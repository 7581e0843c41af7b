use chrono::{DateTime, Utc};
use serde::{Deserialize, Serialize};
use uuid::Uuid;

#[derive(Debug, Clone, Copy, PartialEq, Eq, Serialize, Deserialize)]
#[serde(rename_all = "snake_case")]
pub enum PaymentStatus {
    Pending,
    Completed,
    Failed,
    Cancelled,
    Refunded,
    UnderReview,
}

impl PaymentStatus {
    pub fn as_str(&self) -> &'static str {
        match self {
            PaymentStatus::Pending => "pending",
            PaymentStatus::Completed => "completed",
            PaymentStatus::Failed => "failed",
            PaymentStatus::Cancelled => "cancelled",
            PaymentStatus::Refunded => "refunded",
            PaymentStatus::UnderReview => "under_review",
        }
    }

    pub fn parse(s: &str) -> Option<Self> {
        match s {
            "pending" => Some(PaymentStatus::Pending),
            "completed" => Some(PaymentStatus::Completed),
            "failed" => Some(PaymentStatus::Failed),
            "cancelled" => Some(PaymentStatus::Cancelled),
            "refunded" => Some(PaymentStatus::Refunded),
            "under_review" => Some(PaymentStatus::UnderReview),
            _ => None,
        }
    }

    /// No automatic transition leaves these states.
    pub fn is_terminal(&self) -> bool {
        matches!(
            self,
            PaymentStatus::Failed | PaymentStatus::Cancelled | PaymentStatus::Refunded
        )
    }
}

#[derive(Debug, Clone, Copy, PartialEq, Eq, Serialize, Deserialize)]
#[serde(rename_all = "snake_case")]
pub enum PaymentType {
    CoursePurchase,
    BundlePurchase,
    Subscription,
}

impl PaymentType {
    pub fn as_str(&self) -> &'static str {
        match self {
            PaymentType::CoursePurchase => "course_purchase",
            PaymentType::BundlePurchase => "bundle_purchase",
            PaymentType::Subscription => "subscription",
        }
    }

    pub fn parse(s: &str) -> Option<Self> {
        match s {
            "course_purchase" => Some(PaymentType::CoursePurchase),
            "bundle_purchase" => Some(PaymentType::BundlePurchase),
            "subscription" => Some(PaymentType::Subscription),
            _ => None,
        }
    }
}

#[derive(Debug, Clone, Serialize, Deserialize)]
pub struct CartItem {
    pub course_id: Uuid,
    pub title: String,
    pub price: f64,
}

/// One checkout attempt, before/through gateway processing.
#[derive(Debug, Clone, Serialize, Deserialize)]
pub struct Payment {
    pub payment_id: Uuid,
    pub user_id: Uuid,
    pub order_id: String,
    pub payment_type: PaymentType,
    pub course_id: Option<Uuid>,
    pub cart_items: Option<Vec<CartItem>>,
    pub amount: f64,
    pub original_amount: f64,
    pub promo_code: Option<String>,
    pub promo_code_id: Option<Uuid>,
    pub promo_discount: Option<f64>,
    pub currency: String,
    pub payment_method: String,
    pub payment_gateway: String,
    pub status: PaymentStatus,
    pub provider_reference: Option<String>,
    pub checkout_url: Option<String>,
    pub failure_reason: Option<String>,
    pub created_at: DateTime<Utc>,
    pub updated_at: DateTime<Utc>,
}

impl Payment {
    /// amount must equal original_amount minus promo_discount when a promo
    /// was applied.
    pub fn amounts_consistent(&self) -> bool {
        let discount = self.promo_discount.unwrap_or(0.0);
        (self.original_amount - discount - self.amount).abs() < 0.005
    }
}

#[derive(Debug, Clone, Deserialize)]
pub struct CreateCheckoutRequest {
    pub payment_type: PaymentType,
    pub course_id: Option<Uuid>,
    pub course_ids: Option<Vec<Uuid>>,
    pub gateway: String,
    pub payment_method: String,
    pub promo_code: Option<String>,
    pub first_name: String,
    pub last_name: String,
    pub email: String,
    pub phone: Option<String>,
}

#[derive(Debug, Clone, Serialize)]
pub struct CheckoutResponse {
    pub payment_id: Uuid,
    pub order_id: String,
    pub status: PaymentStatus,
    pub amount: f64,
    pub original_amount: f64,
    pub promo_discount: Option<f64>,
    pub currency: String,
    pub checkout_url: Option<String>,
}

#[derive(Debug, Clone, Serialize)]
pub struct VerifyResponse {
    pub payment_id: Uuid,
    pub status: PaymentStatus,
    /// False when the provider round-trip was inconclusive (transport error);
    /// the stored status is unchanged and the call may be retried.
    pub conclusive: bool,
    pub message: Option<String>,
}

::::

Work task:
Count the lines of the data that hold the string "Pending". The answer should be that number alone.

Your solution:
3